I had not heard of the store Justice before we moved back to America but now I am very well acquainted with it. At first, I felt bad and wanted to help my daughters fit in, so we went while I became increasingly twitchy. Having gone in cheerfully at first, I would spend three times what I had expected to pay, buy three items too many while fending off requests for ear piercing and $7 novelty chewing gum only to realize that the bathing suits would quickly lose their snap and the clothes just aren’t that nice.
It postures like it’s for spending your allowance but, hmm, look around, it’s all girls with their moms. This is not where the teen girl shoppers go. I squandered my allowance on a lot of stuff when I was that age, and I totally get the appeal of the Japanese erasers and the little doodads that you exclaim over and go, “Cute.” I did this with vintage coats and eco-friendly, locally made handbags with two friends in Chicago last fall.
My friends and I went to Azuma (Peanuts and Hello Kitty miniature stationery supplies), that discount drugstore in the triangular lot on 7th right below Greenwich Avenue, Savage (beads), Crazy Eddie’s (records), Capezio (Stagelight make up), Canal Jeans (painter’s pants), and, sure, we “collected” lip balm, and so forth, but I did so with my friends, not with my mom.
Added to that, Justice has these annoying sales scripts where they ask you questions at the check out like, “What is your phone number?” To which you cannot demure with a polite “No thank you,” but must become somewhat churlish, a little defensive, surrounded by rainbows, fluffy pink plush hamsters, fuzzy, heart-shaped diaries and insistent pop music, saying, “I do not want to give you that information.” (I didn’t want to use semicolons in that last sentence; did I get away with it?)
Justice, like, Mom, no fair, total injustice, sells fake teenager stuff to pre-pre and pre-teen girls. It is not downright inappropriate like the Playboy line of girls clothing that turned up at BHS (British Home Stores) a couple of years ago; yes, we’re remarketing the whole bunny thing; we’re recruiting. No, that’s the wrong word. Um, we’re just wrong, wrong about everything. Please, don’t buy our merchandise. Just stop talking about us. It was a bad idea. We are very sorry.

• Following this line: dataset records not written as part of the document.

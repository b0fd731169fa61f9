/// Profile fields persisted when a federated login completes.
#[derive(Debug, Clone)]
pub struct UpsertUserParams {
    pub name: String,
    pub email: String,
    pub avatar_url: Option<String>,
}
use sea_orm::{
    sea_query::{IndexCreateStatement, TableCreateStatement},
    ConnectionTrait, Database, DatabaseConnection,
};
use std::sync::Arc;
use time::Duration;
use tower_sessions::{Expiry, Session};
use tower_sessions_sqlx_store::SqliteStore;

use crate::error::TestError;

/// Test context containing database connection, session, and test environment setup.
///
/// Provides an in-memory SQLite database connection and session for isolated
/// unit and integration testing. Both the database and session are created lazily on
/// first access and persist for the lifetime of the test context.
pub struct TestContext {
    /// Optional database connection to in-memory SQLite instance.
    ///
    /// Initialized lazily when `database()` is first called.
    pub db: Option<DatabaseConnection>,

    /// Optional session instance for session handling.
    ///
    /// Initialized lazily when `session()` is first called. Uses the same
    /// in-memory SQLite database as `db` for session storage.
    pub session: Option<Session>,
}

impl TestContext {
    /// Creates a new empty test context.
    pub fn new() -> Self {
        Self {
            db: None,
            session: None,
        }
    }

    /// Gets or creates the in-memory SQLite database connection.
    ///
    /// # Returns
    /// - `Ok(&DatabaseConnection)` - Reference to the database connection
    /// - `Err(TestError::Database)` - Failed to connect to in-memory SQLite database
    pub async fn database(&mut self) -> Result<&DatabaseConnection, TestError> {
        match self.db {
            Some(ref db) => Ok(db),
            None => {
                let db = Database::connect("sqlite::memory:").await?;

                let db_ref = self.db.insert(db);

                Ok(&*db_ref) // Re-borrow as immutable
            }
        }
    }

    /// Creates database tables from the provided CREATE TABLE statements.
    ///
    /// Typically called by `TestBuilder::build()` rather than directly.
    ///
    /// # Returns
    /// - `Ok(())` - All tables created successfully
    /// - `Err(TestError::Database)` - Failed to create one or more tables
    pub async fn with_tables(&mut self, stmts: Vec<TableCreateStatement>) -> Result<(), TestError> {
        let db = self.database().await?;

        for stmt in stmts {
            db.execute(&stmt).await?;
        }

        Ok(())
    }

    /// Creates database indexes from the provided CREATE INDEX statements.
    ///
    /// Typically called by `TestBuilder::build()` after `with_tables`.
    ///
    /// # Returns
    /// - `Ok(())` - All indexes created successfully
    /// - `Err(TestError::Database)` - Failed to create one or more indexes
    pub async fn with_indexes(&mut self, stmts: Vec<IndexCreateStatement>) -> Result<(), TestError> {
        let db = self.database().await?;

        for stmt in stmts {
            db.execute(&stmt).await?;
        }

        Ok(())
    }

    /// Gets or creates the test session instance.
    ///
    /// On first call, initializes the database connection if needed, migrates
    /// the session store table, and creates a new session backed by the same
    /// in-memory database. Subsequent calls return the same session.
    ///
    /// # Returns
    /// - `Ok(&Session)` - Reference to the session instance
    /// - `Err(TestError::Database)` - Failed to initialize database or session table
    pub async fn session(&mut self) -> Result<&Session, TestError> {
        match self.session {
            Some(ref session) => Ok(session),
            None => {
                let db = self.database().await?;

                let pool = db.get_sqlite_connection_pool();
                let session_store = SqliteStore::new(pool.clone());

                session_store
                    .migrate()
                    .await
                    .map_err(|e| sea_orm::DbErr::Custom(e.to_string()))?;

                let session = Session::new(
                    None,
                    Arc::new(session_store),
                    Some(Expiry::OnInactivity(Duration::days(7))),
                );

                let session_ref = self.session.insert(session);

                Ok(&*session_ref) // Re-borrow as immutable
            }
        }
    }

    /// Gets or creates both database and session references.
    ///
    /// Convenience method for tests that need both; avoids borrow checker
    /// issues when calling `database()` and `session()` separately.
    ///
    /// # Returns
    /// - `Ok((&DatabaseConnection, &Session))` - References to both database and session
    /// - `Err(TestError::Database)` - Failed to initialize database or session
    pub async fn db_and_session(&mut self) -> Result<(&DatabaseConnection, &Session), TestError> {
        self.database().await?;
        self.session().await?;

        Ok((self.db.as_ref().unwrap(), self.session.as_ref().unwrap()))
    }
}
use sea_orm_migration::{prelude::*, schema::*};

#[derive(DeriveMigrationName)]
pub struct Migration;

#[async_trait::async_trait]
impl MigrationTrait for Migration {
    async fn up(&self, manager: &SchemaManager) -> Result<(), DbErr> {
        manager
            .create_table(
                Table::create()
                    .table(Community::Table)
                    .if_not_exists()
                    .col(pk_auto(Community::Id))
                    .col(string(Community::Name))
                    .col(string_uniq(Community::Slug))
                    .col(
                        timestamp(Community::CreatedAt)
                            .default(Expr::current_timestamp())
                            .not_null(),
                    )
                    .to_owned(),
            )
            .await
    }

    async fn down(&self, manager: &SchemaManager) -> Result<(), DbErr> {
        manager
            .drop_table(Table::drop().table(Community::Table).to_owned())
            .await
    }
}

#[derive(DeriveIden)]
pub enum Community {
    Table,
    Id,
    Name,
    Slug,
    CreatedAt,
}
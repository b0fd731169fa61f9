mod delete_by_comment;
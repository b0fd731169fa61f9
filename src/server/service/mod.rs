pub mod analytics;
pub mod auth;
pub mod comment;
pub mod email;
pub mod notification;
pub mod queue;

#[cfg(test)]
mod test;
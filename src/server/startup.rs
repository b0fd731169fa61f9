use migration::{Migrator, MigratorTrait};
use oauth2::basic::BasicClient;
use oauth2::{AuthUrl, ClientId, ClientSecret, RedirectUrl, TokenUrl};
use sea_orm::{Database, DatabaseConnection};
use time::Duration;
use tower_sessions::{Expiry, SessionManagerLayer};
use tower_sessions_sqlx_store::SqliteStore;

use crate::server::config::{Config, OAuthProviderConfig};
use crate::server::error::AppError;
use crate::server::state::{OAuth2Client, OAuthClients};

const GOOGLE_AUTH_URL: &str = "https://accounts.google.com/o/oauth2/v2/auth";
const GOOGLE_TOKEN_URL: &str = "https://oauth2.googleapis.com/token";
const FACEBOOK_AUTH_URL: &str = "https://www.facebook.com/v12.0/dialog/oauth";
const FACEBOOK_TOKEN_URL: &str = "https://graph.facebook.com/v12.0/oauth/access_token";
const LINKEDIN_AUTH_URL: &str = "https://www.linkedin.com/oauth/v2/authorization";
const LINKEDIN_TOKEN_URL: &str = "https://www.linkedin.com/oauth/v2/accessToken";

pub async fn connect_to_database(config: &Config) -> Result<DatabaseConnection, AppError> {
    tracing::info!("Connecting to database");
    let db = Database::connect(&config.database_url).await?;
    Migrator::up(&db, None).await?;
    Ok(db)
}

/// Builds the session layer backed by the same SQLite pool as the app.
pub async fn connect_to_session(
    db: &DatabaseConnection,
) -> Result<SessionManagerLayer<SqliteStore>, AppError> {
    let pool = db.get_sqlite_connection_pool();
    let session_store = SqliteStore::new(pool.clone());
    session_store
        .migrate()
        .await
        .map_err(|err| AppError::InternalError(err.to_string()))?;

    Ok(SessionManagerLayer::new(session_store)
        .with_secure(false)
        .with_expiry(Expiry::OnInactivity(Duration::days(7))))
}

/// HTTP client for OAuth token exchange and outbound provider calls.
///
/// Following redirects would let a malicious token endpoint bounce
/// credentialed requests elsewhere, so redirects are disabled.
pub fn setup_reqwest_client() -> Result<reqwest::Client, AppError> {
    Ok(reqwest::Client::builder()
        .redirect(reqwest::redirect::Policy::none())
        .build()?)
}

pub fn setup_oauth_clients(config: &Config) -> Result<OAuthClients, AppError> {
    Ok(OAuthClients {
        google: build_oauth_client(
            &config.google,
            GOOGLE_AUTH_URL,
            GOOGLE_TOKEN_URL,
            config.url("/noo/login/google/oauth"),
        )?,
        facebook: build_oauth_client(
            &config.facebook,
            FACEBOOK_AUTH_URL,
            FACEBOOK_TOKEN_URL,
            config.url("/noo/login/facebook/oauth"),
        )?,
        linkedin: build_oauth_client(
            &config.linkedin,
            LINKEDIN_AUTH_URL,
            LINKEDIN_TOKEN_URL,
            config.url("/noo/login/linkedin/oauth"),
        )?,
        admin: build_oauth_client(
            &config.admin_google,
            GOOGLE_AUTH_URL,
            GOOGLE_TOKEN_URL,
            config.url("/admin/login/oauth"),
        )?,
    })
}

fn build_oauth_client(
    provider: &OAuthProviderConfig,
    auth_url: &str,
    token_url: &str,
    redirect_url: String,
) -> Result<OAuth2Client, AppError> {
    Ok(
        BasicClient::new(ClientId::new(provider.client_id.clone()))
            .set_client_secret(ClientSecret::new(provider.client_secret.clone()))
            .set_auth_uri(AuthUrl::new(auth_url.to_string())?)
            .set_token_uri(TokenUrl::new(token_url.to_string())?)
            .set_redirect_uri(RedirectUrl::new(redirect_url)?),
    )
}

And they are at a funny age. They still love the catalogs of their youth but when push comes to shove that’s not how they dress any more. Maybe I should work out a capsule wardrobe for them. I’m not sure how they want to dress. They’re not either. It’s a process of watching, following close behind, trying to stay a little bit ahead, (but not too far ahead. Are you sure you don’t want moccasin fringe boots? They’re about to be very popular), mostly keeping your mouth shut and coming up with the goods when they aren’t too egregious.
Once we moved into our own house, the girls again wanted to buy lovepeacesmile for their walls. The younger daughter so excited that the words blurred together into the world of bad interiors nonsense that it is. How can you argue with the word smile? How? It’s easy. What does that mean. Love? Peace? Smile? The words symbolize symbolic what? Teenagers 40 years ago? Love-ins? With smile the 21st century coda.
Last weekend, younger daughter saw an enormous pillow at Target. Target copies Justice. Justice copies PB Teen. I talked her down. When the adrenaline rush subsided six aisles later it was her decision to pass it by.
Love peace smile. It is the affect of 60s free-spirit grooviness two generations later, re-, re-packaged. Peace sign earnings in day-glo, late 60s meet the late 80s, acid meet acid house; as the Victorian Eel Man from The Mighty Boosh wisely said, “The past and future, combining to make something not quite as good as either.”